## Data to process:
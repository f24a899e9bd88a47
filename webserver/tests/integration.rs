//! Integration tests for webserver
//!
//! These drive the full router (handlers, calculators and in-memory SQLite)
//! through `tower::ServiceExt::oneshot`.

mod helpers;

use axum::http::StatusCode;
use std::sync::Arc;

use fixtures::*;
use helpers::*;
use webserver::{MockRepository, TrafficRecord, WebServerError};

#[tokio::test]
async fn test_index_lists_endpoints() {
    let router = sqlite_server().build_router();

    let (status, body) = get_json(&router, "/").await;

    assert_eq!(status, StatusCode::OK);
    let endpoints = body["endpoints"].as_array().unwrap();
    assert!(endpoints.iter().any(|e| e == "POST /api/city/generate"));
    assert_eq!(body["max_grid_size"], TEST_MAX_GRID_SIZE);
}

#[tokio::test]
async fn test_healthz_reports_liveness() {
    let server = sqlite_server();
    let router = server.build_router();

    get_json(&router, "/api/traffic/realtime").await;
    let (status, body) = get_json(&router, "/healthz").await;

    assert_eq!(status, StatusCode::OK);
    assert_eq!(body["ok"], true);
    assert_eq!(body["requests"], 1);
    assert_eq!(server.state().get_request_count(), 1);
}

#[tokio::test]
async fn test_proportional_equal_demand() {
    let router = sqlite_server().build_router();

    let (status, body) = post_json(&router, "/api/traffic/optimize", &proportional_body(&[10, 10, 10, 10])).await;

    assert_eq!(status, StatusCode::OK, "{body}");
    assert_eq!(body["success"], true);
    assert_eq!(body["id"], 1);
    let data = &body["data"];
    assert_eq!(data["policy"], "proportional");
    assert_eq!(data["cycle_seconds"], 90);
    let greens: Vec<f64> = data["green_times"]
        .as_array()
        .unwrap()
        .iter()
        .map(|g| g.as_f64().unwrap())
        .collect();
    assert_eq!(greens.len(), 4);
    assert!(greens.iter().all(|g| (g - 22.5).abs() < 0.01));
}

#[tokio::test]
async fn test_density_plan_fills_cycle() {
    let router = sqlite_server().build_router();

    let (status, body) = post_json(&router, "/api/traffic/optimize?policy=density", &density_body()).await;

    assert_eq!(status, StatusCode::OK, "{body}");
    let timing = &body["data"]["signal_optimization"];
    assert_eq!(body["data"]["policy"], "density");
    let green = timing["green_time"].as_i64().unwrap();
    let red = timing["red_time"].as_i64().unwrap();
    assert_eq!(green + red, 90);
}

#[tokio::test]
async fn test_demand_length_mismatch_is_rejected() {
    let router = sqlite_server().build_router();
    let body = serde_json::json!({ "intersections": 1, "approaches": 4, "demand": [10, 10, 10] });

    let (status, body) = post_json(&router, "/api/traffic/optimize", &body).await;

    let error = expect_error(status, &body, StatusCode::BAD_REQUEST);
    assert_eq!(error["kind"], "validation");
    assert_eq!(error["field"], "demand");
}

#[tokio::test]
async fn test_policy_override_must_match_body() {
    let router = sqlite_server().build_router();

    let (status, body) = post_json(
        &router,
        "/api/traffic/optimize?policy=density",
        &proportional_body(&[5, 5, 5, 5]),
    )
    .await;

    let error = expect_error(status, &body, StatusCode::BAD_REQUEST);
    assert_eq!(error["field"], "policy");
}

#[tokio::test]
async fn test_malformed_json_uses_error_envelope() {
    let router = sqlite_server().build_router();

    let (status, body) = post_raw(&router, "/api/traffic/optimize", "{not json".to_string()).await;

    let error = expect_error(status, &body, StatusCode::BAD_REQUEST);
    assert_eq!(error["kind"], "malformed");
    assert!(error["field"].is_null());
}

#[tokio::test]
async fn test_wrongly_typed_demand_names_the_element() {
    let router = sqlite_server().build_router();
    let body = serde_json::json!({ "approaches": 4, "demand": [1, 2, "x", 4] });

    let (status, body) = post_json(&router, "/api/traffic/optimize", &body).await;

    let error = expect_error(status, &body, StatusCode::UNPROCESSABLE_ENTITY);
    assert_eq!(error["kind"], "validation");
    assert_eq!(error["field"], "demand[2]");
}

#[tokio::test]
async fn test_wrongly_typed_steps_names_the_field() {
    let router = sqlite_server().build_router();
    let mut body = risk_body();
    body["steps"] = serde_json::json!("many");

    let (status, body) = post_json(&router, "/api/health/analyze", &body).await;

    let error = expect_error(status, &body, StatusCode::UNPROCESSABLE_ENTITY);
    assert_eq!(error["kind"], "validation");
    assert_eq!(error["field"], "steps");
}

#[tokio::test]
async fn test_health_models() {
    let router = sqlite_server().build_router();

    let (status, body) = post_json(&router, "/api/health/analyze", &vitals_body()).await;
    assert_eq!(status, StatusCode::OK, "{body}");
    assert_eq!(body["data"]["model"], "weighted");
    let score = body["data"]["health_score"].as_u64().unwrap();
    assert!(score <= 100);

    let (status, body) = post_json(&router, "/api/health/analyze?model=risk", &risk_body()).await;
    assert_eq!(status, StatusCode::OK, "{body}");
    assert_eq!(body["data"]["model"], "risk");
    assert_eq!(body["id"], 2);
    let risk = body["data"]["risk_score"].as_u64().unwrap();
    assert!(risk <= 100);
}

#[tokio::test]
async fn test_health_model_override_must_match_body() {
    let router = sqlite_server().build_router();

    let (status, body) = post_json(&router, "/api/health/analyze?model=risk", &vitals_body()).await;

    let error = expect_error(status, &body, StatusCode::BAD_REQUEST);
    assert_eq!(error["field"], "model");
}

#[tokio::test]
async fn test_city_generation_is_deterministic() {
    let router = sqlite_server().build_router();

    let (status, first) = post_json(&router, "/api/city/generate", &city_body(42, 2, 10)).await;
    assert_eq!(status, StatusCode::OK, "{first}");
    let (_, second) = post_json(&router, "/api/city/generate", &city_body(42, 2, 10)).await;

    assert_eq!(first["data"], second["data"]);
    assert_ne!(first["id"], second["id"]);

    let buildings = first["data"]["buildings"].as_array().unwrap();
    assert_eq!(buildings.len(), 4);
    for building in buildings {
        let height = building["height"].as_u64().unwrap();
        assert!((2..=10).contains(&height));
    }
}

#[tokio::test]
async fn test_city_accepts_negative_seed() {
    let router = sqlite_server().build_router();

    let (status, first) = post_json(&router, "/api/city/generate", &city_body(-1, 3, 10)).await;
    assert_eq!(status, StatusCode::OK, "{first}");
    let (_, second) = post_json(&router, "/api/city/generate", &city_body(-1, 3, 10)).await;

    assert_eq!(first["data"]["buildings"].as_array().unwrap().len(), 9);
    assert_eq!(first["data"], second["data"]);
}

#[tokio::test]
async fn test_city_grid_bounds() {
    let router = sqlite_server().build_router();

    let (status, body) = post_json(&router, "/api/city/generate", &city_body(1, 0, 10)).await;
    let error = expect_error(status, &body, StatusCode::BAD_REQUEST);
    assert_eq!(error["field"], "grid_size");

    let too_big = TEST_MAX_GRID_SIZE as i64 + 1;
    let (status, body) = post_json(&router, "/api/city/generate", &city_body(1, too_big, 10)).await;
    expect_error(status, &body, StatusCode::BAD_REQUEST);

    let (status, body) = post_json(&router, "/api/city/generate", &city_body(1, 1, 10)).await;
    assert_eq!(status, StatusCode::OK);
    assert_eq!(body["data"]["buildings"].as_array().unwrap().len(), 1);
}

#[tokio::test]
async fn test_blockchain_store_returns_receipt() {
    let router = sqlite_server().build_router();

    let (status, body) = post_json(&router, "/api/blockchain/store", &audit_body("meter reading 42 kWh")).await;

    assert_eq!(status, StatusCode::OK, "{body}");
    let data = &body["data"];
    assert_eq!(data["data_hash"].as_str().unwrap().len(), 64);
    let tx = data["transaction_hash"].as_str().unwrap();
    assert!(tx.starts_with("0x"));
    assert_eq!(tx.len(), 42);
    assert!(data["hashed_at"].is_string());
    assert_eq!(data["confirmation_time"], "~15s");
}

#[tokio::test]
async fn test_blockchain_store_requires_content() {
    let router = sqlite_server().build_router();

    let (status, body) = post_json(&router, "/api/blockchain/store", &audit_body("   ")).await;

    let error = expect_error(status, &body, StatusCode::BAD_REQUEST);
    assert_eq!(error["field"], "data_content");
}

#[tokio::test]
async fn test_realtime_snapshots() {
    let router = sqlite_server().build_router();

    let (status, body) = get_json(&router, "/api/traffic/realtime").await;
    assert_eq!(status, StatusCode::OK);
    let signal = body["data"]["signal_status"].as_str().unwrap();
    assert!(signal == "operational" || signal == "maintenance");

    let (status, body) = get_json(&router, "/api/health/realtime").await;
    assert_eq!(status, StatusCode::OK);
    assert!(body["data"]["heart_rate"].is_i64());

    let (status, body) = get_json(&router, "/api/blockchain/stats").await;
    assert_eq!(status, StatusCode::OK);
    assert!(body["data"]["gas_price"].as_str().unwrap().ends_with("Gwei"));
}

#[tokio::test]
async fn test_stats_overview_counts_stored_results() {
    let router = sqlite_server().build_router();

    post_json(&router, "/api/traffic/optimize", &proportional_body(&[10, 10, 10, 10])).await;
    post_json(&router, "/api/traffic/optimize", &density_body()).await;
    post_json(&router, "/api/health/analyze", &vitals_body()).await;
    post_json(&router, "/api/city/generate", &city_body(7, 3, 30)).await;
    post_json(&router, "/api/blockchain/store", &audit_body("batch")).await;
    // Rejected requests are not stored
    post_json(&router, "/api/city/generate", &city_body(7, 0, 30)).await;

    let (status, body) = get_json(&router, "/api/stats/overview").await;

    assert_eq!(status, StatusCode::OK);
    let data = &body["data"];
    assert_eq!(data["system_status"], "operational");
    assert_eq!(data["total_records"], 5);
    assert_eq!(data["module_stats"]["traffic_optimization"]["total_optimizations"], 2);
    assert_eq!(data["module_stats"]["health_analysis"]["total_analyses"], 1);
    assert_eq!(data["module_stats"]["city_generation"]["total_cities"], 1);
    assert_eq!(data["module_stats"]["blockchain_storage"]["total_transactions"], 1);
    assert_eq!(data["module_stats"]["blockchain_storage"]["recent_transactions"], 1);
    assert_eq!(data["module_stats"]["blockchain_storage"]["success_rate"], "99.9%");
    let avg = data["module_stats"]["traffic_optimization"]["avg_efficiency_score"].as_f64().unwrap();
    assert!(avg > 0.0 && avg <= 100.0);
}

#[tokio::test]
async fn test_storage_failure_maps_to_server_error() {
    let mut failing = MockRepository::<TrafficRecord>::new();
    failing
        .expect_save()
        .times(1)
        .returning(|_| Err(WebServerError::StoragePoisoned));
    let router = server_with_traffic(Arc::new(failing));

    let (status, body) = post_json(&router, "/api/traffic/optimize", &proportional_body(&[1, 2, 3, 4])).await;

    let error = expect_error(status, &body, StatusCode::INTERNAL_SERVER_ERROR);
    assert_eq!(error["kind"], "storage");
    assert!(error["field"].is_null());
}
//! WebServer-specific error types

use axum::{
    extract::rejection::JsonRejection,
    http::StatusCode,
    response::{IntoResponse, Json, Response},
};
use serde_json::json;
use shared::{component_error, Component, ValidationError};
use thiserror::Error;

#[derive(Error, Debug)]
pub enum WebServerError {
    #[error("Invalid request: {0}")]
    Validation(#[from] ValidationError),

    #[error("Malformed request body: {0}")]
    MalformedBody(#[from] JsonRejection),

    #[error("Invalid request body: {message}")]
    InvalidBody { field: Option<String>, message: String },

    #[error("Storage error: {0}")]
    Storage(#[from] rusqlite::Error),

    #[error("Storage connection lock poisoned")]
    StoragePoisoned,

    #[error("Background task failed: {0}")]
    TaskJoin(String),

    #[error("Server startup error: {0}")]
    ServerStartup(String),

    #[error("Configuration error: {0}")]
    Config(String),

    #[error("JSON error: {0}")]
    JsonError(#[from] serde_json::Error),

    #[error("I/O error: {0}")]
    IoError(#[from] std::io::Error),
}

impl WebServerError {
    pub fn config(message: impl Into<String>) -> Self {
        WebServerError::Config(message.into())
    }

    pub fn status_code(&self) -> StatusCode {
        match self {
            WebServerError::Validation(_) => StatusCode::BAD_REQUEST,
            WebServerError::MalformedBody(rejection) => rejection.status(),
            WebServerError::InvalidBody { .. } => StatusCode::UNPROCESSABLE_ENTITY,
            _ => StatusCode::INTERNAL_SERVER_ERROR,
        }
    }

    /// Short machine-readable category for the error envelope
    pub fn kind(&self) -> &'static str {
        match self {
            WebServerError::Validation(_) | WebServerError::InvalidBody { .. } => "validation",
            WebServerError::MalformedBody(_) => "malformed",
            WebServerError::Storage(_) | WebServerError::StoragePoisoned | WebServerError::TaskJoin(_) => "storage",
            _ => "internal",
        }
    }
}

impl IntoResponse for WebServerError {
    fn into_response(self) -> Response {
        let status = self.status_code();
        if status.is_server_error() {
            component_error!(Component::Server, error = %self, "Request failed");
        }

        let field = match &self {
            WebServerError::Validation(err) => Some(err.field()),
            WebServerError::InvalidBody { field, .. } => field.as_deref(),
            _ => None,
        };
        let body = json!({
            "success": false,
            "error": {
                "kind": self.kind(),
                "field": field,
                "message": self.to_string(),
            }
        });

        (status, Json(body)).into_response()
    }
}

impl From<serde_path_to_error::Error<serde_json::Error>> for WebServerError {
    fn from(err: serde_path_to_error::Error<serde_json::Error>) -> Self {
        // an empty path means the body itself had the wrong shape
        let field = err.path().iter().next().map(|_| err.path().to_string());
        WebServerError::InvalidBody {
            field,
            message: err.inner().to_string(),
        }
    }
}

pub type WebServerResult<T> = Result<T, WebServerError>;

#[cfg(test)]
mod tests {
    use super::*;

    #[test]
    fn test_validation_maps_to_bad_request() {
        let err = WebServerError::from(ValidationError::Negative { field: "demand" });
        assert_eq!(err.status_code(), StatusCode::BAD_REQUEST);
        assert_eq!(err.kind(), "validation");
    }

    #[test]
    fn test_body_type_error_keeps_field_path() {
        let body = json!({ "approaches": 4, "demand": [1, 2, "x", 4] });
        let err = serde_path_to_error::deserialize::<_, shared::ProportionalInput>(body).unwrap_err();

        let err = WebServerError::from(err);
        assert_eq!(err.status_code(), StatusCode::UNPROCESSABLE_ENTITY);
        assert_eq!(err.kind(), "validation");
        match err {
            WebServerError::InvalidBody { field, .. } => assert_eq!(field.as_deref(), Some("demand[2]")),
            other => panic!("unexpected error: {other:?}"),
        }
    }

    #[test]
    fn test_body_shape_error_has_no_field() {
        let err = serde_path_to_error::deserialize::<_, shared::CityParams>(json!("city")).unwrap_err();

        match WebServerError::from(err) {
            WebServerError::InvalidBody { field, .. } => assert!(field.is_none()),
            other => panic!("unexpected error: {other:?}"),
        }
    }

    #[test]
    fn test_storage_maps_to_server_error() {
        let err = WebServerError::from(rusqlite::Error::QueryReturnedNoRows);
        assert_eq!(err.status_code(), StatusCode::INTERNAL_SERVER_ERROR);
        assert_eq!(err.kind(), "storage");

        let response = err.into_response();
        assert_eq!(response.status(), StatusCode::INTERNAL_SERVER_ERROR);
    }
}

---

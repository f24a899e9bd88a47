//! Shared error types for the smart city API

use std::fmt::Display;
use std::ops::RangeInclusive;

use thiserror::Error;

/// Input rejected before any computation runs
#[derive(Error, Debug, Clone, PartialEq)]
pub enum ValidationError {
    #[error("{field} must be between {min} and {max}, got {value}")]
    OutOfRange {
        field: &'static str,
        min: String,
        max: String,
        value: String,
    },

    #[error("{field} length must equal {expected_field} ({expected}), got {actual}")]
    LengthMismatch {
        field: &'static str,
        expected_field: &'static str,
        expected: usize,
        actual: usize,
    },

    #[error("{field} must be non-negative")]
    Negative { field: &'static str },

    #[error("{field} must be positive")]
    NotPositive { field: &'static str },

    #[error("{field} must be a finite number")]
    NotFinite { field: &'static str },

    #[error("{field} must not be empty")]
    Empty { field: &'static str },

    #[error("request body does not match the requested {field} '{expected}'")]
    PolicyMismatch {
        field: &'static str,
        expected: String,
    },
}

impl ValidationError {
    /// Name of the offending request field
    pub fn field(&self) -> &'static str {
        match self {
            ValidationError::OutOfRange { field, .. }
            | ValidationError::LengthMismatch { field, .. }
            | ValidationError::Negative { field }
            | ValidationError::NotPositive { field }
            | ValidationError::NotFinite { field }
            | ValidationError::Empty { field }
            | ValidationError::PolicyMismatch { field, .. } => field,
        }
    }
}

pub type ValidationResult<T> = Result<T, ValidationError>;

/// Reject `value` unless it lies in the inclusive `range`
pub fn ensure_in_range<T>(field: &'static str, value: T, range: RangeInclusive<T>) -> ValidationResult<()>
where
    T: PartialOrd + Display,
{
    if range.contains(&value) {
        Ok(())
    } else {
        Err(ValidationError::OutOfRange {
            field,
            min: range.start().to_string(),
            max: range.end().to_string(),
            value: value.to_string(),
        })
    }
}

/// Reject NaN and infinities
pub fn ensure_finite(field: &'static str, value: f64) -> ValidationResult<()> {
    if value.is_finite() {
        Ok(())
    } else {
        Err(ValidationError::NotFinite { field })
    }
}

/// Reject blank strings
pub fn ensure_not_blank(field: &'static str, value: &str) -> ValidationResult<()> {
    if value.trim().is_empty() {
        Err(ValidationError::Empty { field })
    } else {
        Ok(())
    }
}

## What this task involves:
If a line in the records includes the string "failing", copy it.

## Result below:
    let mut failing = MockRepository::<TrafficRecord>::new();
    failing
    let router = server_with_traffic(Arc::new(failing));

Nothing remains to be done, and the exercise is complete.